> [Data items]
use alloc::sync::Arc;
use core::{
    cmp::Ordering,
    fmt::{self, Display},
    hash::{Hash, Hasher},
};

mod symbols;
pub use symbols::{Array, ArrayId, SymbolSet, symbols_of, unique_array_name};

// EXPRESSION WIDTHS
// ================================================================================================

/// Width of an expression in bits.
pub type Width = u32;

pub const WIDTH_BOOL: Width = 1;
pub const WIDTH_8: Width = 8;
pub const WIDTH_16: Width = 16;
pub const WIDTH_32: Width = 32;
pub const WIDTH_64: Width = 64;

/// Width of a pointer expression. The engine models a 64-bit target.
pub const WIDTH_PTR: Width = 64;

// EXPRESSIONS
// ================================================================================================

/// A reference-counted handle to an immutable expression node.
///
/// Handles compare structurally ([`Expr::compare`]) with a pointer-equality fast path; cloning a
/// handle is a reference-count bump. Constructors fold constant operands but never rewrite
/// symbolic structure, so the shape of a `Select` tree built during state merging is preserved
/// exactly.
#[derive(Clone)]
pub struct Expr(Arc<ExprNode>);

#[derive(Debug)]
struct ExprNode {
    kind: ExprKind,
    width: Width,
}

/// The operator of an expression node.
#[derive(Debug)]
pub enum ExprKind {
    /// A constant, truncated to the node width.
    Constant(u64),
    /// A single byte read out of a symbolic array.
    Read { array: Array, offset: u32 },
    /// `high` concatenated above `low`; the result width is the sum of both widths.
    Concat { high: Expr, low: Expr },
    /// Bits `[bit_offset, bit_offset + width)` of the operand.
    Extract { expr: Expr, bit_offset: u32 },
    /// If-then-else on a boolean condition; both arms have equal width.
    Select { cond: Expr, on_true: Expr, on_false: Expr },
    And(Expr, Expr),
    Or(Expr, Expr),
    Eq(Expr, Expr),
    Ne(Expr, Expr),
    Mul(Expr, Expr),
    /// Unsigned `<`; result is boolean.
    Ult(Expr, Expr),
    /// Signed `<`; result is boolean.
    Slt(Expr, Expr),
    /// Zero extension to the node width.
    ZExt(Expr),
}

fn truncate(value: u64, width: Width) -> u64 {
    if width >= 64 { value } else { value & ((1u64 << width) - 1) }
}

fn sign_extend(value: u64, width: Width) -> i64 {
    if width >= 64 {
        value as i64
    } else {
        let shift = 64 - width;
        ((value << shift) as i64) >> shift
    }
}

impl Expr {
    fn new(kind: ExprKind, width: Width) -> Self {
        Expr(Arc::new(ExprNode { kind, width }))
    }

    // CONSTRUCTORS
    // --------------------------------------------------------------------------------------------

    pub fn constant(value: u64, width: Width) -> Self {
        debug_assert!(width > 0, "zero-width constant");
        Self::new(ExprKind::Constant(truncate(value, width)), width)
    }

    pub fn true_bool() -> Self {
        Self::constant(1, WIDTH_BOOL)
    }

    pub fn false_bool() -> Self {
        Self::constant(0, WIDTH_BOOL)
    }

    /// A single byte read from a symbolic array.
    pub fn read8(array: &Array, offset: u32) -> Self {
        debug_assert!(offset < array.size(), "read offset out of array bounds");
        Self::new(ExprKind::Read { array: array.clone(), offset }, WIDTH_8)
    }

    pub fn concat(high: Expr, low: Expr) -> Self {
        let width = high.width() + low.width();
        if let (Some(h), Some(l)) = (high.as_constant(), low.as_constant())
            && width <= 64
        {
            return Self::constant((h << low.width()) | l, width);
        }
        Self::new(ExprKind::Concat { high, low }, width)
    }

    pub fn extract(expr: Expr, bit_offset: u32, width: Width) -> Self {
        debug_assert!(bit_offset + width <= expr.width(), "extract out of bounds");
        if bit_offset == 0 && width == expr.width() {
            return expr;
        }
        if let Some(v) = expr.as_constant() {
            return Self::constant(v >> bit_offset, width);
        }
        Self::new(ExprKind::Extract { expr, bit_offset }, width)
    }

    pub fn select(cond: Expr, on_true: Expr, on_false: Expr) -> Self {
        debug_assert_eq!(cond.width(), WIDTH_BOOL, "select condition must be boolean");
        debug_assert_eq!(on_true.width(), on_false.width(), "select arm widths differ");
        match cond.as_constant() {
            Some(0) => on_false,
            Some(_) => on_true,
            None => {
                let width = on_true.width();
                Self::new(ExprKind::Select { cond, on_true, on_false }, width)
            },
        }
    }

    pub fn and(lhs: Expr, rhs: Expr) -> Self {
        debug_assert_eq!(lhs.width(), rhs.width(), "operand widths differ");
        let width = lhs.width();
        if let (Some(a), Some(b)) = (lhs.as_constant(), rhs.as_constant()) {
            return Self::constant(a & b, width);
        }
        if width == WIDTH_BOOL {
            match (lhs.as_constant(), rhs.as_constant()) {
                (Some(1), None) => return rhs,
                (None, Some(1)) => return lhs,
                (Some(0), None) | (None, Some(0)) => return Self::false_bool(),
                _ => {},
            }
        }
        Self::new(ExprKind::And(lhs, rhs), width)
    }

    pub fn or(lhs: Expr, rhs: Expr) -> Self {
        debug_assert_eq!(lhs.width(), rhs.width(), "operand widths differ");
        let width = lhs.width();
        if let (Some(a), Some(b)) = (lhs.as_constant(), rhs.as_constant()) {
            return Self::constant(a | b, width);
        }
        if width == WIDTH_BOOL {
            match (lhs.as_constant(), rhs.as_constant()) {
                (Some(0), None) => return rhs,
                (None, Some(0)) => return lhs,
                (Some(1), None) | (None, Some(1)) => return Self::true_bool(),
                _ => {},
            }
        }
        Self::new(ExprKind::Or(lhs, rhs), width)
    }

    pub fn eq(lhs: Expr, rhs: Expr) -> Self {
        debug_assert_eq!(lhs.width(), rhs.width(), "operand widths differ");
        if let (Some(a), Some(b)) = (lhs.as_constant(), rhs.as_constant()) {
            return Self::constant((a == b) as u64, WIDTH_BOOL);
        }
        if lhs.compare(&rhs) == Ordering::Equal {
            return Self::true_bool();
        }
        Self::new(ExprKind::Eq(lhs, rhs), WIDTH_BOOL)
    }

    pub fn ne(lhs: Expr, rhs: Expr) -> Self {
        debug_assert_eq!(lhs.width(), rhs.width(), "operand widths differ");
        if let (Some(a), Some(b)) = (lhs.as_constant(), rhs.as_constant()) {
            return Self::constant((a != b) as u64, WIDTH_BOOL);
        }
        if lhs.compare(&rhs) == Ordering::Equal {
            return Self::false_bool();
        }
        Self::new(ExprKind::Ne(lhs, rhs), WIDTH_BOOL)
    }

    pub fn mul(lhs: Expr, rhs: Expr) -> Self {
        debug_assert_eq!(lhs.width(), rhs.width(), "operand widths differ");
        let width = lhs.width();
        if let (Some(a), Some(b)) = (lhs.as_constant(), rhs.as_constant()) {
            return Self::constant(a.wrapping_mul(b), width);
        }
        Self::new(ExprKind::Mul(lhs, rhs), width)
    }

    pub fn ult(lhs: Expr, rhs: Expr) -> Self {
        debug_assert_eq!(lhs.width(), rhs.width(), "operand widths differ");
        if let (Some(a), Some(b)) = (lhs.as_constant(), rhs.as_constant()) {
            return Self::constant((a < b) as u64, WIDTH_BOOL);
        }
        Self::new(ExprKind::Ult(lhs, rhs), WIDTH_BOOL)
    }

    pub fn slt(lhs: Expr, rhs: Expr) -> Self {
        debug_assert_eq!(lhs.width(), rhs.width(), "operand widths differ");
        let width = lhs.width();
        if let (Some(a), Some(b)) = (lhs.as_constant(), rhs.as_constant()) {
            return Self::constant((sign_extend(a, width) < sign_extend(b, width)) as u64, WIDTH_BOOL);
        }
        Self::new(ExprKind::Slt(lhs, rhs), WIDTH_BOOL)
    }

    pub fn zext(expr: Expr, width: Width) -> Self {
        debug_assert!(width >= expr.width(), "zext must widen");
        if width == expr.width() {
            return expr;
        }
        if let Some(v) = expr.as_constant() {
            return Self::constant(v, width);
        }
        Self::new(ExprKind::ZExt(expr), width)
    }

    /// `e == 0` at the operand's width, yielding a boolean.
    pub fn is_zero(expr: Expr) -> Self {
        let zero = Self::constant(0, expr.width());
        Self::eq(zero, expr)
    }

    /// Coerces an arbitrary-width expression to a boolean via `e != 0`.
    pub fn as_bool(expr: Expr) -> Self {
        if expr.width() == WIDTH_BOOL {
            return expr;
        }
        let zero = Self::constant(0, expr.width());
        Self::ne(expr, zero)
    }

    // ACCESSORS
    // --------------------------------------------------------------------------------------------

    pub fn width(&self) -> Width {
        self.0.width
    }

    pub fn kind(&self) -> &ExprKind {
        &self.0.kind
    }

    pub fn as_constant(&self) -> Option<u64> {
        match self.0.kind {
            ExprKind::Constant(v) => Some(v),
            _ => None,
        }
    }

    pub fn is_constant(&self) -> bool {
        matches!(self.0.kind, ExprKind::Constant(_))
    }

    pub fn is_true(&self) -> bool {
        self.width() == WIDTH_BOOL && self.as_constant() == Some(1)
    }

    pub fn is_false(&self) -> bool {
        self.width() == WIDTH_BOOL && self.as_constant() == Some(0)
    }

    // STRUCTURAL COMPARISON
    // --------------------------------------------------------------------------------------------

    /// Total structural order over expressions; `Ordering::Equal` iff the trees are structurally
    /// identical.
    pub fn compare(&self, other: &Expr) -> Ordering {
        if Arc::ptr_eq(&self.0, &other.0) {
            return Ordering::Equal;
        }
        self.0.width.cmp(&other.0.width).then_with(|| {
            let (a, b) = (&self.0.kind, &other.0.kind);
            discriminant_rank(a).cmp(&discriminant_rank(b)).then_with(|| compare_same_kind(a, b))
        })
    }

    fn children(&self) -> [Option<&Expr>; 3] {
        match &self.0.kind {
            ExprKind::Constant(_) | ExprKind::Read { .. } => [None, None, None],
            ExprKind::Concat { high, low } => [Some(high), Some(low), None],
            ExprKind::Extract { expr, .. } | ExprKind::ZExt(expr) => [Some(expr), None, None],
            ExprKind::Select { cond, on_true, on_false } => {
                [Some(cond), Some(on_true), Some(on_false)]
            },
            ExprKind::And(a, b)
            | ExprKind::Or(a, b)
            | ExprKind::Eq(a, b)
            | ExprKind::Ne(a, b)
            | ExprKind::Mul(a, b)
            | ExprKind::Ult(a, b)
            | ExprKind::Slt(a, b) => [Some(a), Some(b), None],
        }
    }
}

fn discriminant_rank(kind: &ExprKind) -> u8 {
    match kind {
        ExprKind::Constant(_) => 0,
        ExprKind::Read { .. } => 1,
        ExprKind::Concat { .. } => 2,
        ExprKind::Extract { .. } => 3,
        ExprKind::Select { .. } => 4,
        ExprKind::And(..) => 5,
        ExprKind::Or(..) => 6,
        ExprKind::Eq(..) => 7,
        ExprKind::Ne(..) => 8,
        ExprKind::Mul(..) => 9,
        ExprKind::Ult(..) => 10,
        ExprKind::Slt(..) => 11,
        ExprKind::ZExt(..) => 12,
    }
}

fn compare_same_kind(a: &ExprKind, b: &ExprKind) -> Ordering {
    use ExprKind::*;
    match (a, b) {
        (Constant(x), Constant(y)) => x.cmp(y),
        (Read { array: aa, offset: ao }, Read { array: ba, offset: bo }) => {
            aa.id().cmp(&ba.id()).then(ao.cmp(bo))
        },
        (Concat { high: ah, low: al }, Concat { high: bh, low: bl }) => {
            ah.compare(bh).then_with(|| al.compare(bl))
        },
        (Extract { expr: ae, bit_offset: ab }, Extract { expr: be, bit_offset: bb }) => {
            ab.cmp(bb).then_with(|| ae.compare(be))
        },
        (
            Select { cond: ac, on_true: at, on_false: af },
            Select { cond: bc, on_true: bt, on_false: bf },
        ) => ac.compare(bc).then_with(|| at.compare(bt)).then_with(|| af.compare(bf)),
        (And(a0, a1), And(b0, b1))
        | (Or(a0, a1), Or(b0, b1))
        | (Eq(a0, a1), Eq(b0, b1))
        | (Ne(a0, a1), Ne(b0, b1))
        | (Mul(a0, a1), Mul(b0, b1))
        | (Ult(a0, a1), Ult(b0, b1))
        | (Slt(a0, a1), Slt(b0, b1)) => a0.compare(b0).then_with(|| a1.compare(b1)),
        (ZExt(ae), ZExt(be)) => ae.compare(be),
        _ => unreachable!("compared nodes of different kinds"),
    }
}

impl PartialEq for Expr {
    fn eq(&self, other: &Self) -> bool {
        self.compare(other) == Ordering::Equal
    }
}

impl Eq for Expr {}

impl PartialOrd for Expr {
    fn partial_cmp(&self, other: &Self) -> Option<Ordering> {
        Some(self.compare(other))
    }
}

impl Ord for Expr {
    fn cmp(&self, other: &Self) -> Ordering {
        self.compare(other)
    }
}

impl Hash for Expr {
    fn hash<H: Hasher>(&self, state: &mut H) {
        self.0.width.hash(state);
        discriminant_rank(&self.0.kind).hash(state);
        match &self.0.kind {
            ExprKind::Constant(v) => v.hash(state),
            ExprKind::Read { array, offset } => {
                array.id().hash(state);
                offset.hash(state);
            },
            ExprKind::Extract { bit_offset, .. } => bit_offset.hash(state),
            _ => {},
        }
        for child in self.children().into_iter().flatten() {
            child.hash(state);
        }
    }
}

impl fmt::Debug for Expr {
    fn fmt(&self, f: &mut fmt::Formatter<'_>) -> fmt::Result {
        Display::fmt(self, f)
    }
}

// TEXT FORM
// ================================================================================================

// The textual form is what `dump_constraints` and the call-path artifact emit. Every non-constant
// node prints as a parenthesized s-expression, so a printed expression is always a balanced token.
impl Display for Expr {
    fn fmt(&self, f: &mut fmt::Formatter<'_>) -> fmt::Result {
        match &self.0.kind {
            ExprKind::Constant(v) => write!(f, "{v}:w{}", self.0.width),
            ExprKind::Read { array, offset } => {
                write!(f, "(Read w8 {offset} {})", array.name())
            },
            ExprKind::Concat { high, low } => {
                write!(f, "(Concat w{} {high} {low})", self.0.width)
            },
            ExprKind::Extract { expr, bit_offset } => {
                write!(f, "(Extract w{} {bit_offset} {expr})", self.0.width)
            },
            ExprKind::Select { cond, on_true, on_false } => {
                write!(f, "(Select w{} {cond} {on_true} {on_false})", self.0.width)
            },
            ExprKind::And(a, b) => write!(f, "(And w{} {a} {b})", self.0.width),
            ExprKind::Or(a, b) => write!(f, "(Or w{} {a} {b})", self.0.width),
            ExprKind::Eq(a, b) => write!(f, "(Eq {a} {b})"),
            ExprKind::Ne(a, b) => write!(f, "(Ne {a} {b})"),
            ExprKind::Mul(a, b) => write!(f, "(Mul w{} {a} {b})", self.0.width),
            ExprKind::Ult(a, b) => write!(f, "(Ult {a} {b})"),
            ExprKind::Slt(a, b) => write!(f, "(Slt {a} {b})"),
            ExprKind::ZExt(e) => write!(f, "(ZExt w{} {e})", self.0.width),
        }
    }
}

> [AIM OF THE TASK] Begin at the first line of the entries above and copy every line exactly, ending with the line that contains "path; cloning a".

> [RESPONSE]
use alloc::sync::Arc;
use core::{
    cmp::Ordering,
    fmt::{self, Display},
    hash::{Hash, Hasher},
};

mod symbols;
pub use symbols::{Array, ArrayId, SymbolSet, symbols_of, unique_array_name};

// EXPRESSION WIDTHS
// ================================================================================================

/// Width of an expression in bits.
pub type Width = u32;

pub const WIDTH_BOOL: Width = 1;
pub const WIDTH_8: Width = 8;
pub const WIDTH_16: Width = 16;
pub const WIDTH_32: Width = 32;
pub const WIDTH_64: Width = 64;

/// Width of a pointer expression. The engine models a 64-bit target.
pub const WIDTH_PTR: Width = 64;

// EXPRESSIONS
// ================================================================================================

/// A reference-counted handle to an immutable expression node.
///
/// Handles compare structurally ([`Expr::compare`]) with a pointer-equality fast path; cloning a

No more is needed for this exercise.